An Israeli actor prominent for her portrayal of Esther in Oscar-nominated film ‘Ben-Hur,’ Haya Harareet’s acting career spanned two decades, witnessing both highs & lows. The eldest of the three children in her family, Haya was born on 20 September 1931, in Haifa, a part of what was earlier known as Mandatory Palestine, now proclaimed Israel. With a majority of the Israeli population emigrating from Poland to Israel, Yocheved & Reuben Neuberg, her mother & father did so due to the unrest in their homeland. Her father worked for a government organisation in what was then known as Tel Aviv.
This beautiful actress caused a stir at the start of her career, starring in Israeli movies like ‘Hill 24 Doesn’t Answer’, ‘The Doll That Took The Town,’ etc. with few of her works going on to be nominated for prestigious awards such as Palme D’Or at the Cannes Film Festival. Her big break came opposite
in 1959, in Ben-Hur. One of the best movies of its time, the film went on to bag a record eleven Oscars & Harareet did well in her portrayal of Esther. Several columns & magazines were very vocal about their appreciation for this debutant actor. In her first appearance on the grand stage, that too in such a widely publicised film, Harareet emerged as a performer of stature.
Playing the daughter of Simonides, she added a new layer to the former slave; depth to a character that displayed her as sensitive & revealing, a feat, which actors in the former adaptations of the movie had failed to pull off. Her remarkable beauty & striking appearance made her an instant hit with the American audience, with the youngster gaining a legion of fans in her first ever role. Her role as Miriam Mizrahi was appreciated, in the film ‘Hill 24 Doesn’t Answer’, in 1955, but the applause was limited to her native audience since it was an Israeli piece.

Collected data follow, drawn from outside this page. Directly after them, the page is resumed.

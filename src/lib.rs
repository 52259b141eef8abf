//! Canvas Pong - classic two-paddle Pong against a scripted opponent
//!
//! Core modules:
//! - `sim`: Deterministic simulation (input, physics, collisions, opponent)
//! - `renderer`: Drawing surface abstraction, scene drawing and WebGPU backend
//! - `scheduler`: Per-frame update/render sequencing and game-over handoff
//! - `settings`: Host-side settings (seed, logging, native pacing)

pub mod renderer;
pub mod scheduler;
pub mod settings;
pub mod sim;

pub use scheduler::{FrameOutcome, FrameScheduler, FrameStats};
pub use settings::Settings;

/// Game configuration constants
pub mod consts {
    use std::time::Duration;

    /// Field dimensions (matches the drawing surface)
    pub const FIELD_WIDTH: f32 = 800.0;
    pub const FIELD_HEIGHT: f32 = 600.0;

    /// Paddle geometry
    pub const PADDLE_WIDTH: f32 = 15.0;
    pub const PADDLE_HEIGHT: f32 = 100.0;
    /// Gap between each paddle and its side wall
    pub const PADDLE_MARGIN: f32 = 10.0;
    pub const PLAYER_X: f32 = PADDLE_MARGIN;
    pub const OPPONENT_X: f32 = FIELD_WIDTH - PADDLE_WIDTH - PADDLE_MARGIN;

    /// Player paddle step per frame while a direction is held
    pub const PLAYER_STEP: f32 = 7.0;
    /// Scripted opponent step per frame
    pub const OPPONENT_STEP: f32 = 6.0;
    /// Opponent does nothing while its center is within this distance of the ball
    pub const OPPONENT_DEAD_ZONE: f32 = 20.0;

    /// Ball defaults
    pub const BALL_RADIUS: f32 = 10.0;
    pub const BALL_BASE_SPEED: f32 = 5.0;
    /// Steepest return angle, reached at the paddle edge
    pub const MAX_BOUNCE_ANGLE: f32 = std::f32::consts::FRAC_PI_4;

    /// First side to reach this score wins
    pub const WIN_SCORE: u32 = 5;
    /// Delay between the terminal frame and the game-over overlay
    pub const GAME_OVER_DELAY: Duration = Duration::from_millis(500);
}

/// Clamp a paddle's top edge so the paddle stays inside the field
#[inline]
pub fn clamp_paddle_y(y: f32) -> f32 {
    y.clamp(0.0, consts::FIELD_HEIGHT - consts::PADDLE_HEIGHT)
}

Anna Grimaldi brought her acting prowess on a different level, giving the 1957 Italian flick ‘The Doll That Took the Town’ its needed subtlety. ‘Ben-Hur’ in 1959 showed the world Esther, a beauty with depth & profundity. Her first British role came in 1961, through Nicole Brent in ‘The Secret Partner,’ which gave the British a taste of how talented the actor was. In the same year, she acted as Queen Antinea in ‘Journey beneath the Desert,’ an Italian & French co-production.

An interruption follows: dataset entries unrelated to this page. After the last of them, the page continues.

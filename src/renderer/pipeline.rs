//! WebGPU render pipeline setup

use wgpu::util::DeviceExt;

use super::draw_list::DrawList;
use super::shapes::tessellate;
use super::vertex::Vertex;
use super::DrawSurface;

/// Failure while setting up the GPU backend
#[derive(Debug, thiserror::Error)]
pub enum RenderError {
    #[error("failed to request device: {0}")]
    RequestDevice(#[from] wgpu::RequestDeviceError),
    #[error("surface is not supported by the adapter")]
    UnsupportedSurface,
}

/// Main render state
pub struct RenderState {
    pub surface: wgpu::Surface<'static>,
    pub device: wgpu::Device,
    pub queue: wgpu::Queue,
    pub config: wgpu::SurfaceConfiguration,
    pub pipeline: wgpu::RenderPipeline,
    pub vertex_buffer: Option<wgpu::Buffer>,
    pub vertex_count: u32,
    /// Viewport size in pixels
    pub size: (u32, u32),
}

impl RenderState {
    pub async fn new(
        surface: wgpu::Surface<'static>,
        adapter: &wgpu::Adapter,
        width: u32,
        height: u32,
    ) -> Result<Self, RenderError> {
        let (device, queue) = adapter
            .request_device(&wgpu::DeviceDescriptor {
                label: Some("canvas-pong-device"),
                required_features: wgpu::Features::empty(),
                required_limits: wgpu::Limits::downlevel_webgl2_defaults(),
                memory_hints: Default::default(),
                trace: Default::default(),
                experimental_features: Default::default(),
            })
            .await?;

        let surface_caps = surface.get_capabilities(adapter);
        log::info!("Surface formats: {:?}", surface_caps.formats);

        // Colors are authored as canvas hex values, so skip the sRGB encode
        let surface_format = surface_caps
            .formats
            .iter()
            .find(|f| !f.is_srgb())
            .or_else(|| surface_caps.formats.first())
            .copied()
            .ok_or(RenderError::UnsupportedSurface)?;
        let alpha_mode = surface_caps
            .alpha_modes
            .first()
            .copied()
            .ok_or(RenderError::UnsupportedSurface)?;

        log::info!("Using surface format: {:?}", surface_format);

        let config = wgpu::SurfaceConfiguration {
            usage: wgpu::TextureUsages::RENDER_ATTACHMENT,
            format: surface_format,
            width,
            height,
            present_mode: wgpu::PresentMode::AutoVsync,
            alpha_mode,
            view_formats: vec![],
            desired_maximum_frame_latency: 2,
        };
        surface.configure(&device, &config);

        let shader = device.create_shader_module(wgpu::ShaderModuleDescriptor {
            label: Some("shader"),
            source: wgpu::ShaderSource::Wgsl(include_str!("shader.wgsl").into()),
        });

        let pipeline_layout = device.create_pipeline_layout(&wgpu::PipelineLayoutDescriptor {
            label: Some("pipeline_layout"),
            bind_group_layouts: &[],
            immediate_size: 0,
        });

        let pipeline = device.create_render_pipeline(&wgpu::RenderPipelineDescriptor {
            label: Some("render_pipeline"),
            layout: Some(&pipeline_layout),
            vertex: wgpu::VertexState {
                module: &shader,
                entry_point: Some("vs_main"),
                buffers: &[Vertex::desc()],
                compilation_options: Default::default(),
            },
            fragment: Some(wgpu::FragmentState {
                module: &shader,
                entry_point: Some("fs_main"),
                targets: &[Some(wgpu::ColorTargetState {
                    format: config.format,
                    blend: Some(wgpu::BlendState::ALPHA_BLENDING),
                    write_mask: wgpu::ColorWrites::ALL,
                })],
                compilation_options: Default::default(),
            }),
            primitive: wgpu::PrimitiveState {
                topology: wgpu::PrimitiveTopology::TriangleList,
                strip_index_format: None,
                front_face: wgpu::FrontFace::Ccw,
                cull_mode: None,
                polygon_mode: wgpu::PolygonMode::Fill,
                unclipped_depth: false,
                conservative: false,
            },
            depth_stencil: None,
            multisample: wgpu::MultisampleState::default(),
            multiview_mask: None,
            cache: None,
        });

        Ok(Self {
            surface,
            device,
            queue,
            config,
            pipeline,
            vertex_buffer: None,
            vertex_count: 0,
            size: (width, height),
        })
    }

    pub fn resize(&mut self, new_width: u32, new_height: u32) {
        if new_width > 0 && new_height > 0 {
            self.size = (new_width, new_height);
            self.config.width = new_width;
            self.config.height = new_height;
            self.surface.configure(&self.device, &self.config);
        }
    }

    /// Reconfigure the surface at its current size (after `SurfaceError::Lost`)
    pub fn reconfigure(&mut self) {
        let (w, h) = self.size;
        self.resize(w, h);
    }

    /// Tessellate a recorded frame, upload it and draw it
    pub fn render(&mut self, frame: &DrawList) -> Result<(), wgpu::SurfaceError> {
        let (field_w, field_h) = frame.size();
        let ndc_vertices: Vec<Vertex> = tessellate(frame.commands())
            .into_iter()
            .map(|v| {
                let (x, y) = field_to_ndc(v.position[0], v.position[1], field_w, field_h);
                Vertex::new(x, y, v.color)
            })
            .collect();

        // Recreate buffer each frame (simple approach; the scene is tiny)
        self.vertex_count = ndc_vertices.len() as u32;
        self.vertex_buffer = if ndc_vertices.is_empty() {
            None
        } else {
            Some(
                self.device
                    .create_buffer_init(&wgpu::util::BufferInitDescriptor {
                        label: Some("vertex_buffer"),
                        contents: bytemuck::cast_slice(&ndc_vertices),
                        usage: wgpu::BufferUsages::VERTEX,
                    }),
            )
        };

        let output = self.surface.get_current_texture()?;
        let view = output
            .texture
            .create_view(&wgpu::TextureViewDescriptor::default());

        let mut encoder = self
            .device
            .create_command_encoder(&wgpu::CommandEncoderDescriptor {
                label: Some("render_encoder"),
            });

        {
            let mut render_pass = encoder.begin_render_pass(&wgpu::RenderPassDescriptor {
                label: Some("render_pass"),
                color_attachments: &[Some(wgpu::RenderPassColorAttachment {
                    view: &view,
                    resolve_target: None,
                    ops: wgpu::Operations {
                        load: wgpu::LoadOp::Clear(wgpu::Color::BLACK),
                        store: wgpu::StoreOp::Store,
                    },
                    depth_slice: None,
                })],
                depth_stencil_attachment: None,
                timestamp_writes: None,
                occlusion_query_set: None,
                multiview_mask: None,
            });

            if let Some(buffer) = &self.vertex_buffer {
                render_pass.set_pipeline(&self.pipeline);
                render_pass.set_vertex_buffer(0, buffer.slice(..));
                render_pass.draw(0..self.vertex_count, 0..1);
            }
        }

        self.queue.submit(std::iter::once(encoder.finish()));
        output.present();

        Ok(())
    }
}

/// Convert field coordinates (origin top-left, y down) to normalized device
/// coordinates (-1..1, y up)
pub fn field_to_ndc(x: f32, y: f32, field_w: f32, field_h: f32) -> (f32, f32) {
    (x / field_w * 2.0 - 1.0, 1.0 - y / field_h * 2.0)
}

Other notable works of hers included Dr Madolyn Bruckner in 1962 film ‘The Interns,’ Flamma in ‘The Last Charge,’ & Claudia in L’ultima Garcia. Her last role was in the 1974 flick ‘My Friend Jonathan.’ Haya was married twice, first to an Israeli irrigation engineer Nachman Zerwanitzer, with whom she lived in Tel Aviv until their divorce in 1961. Her second husband was renowned British director Jack Clayton. Married in the year 1984, in the Wycombe district, Buckinghamshire in England, the two stayed together until Clayton’s premature death in 1995. The actor currently lives alone in Buckinghamshire.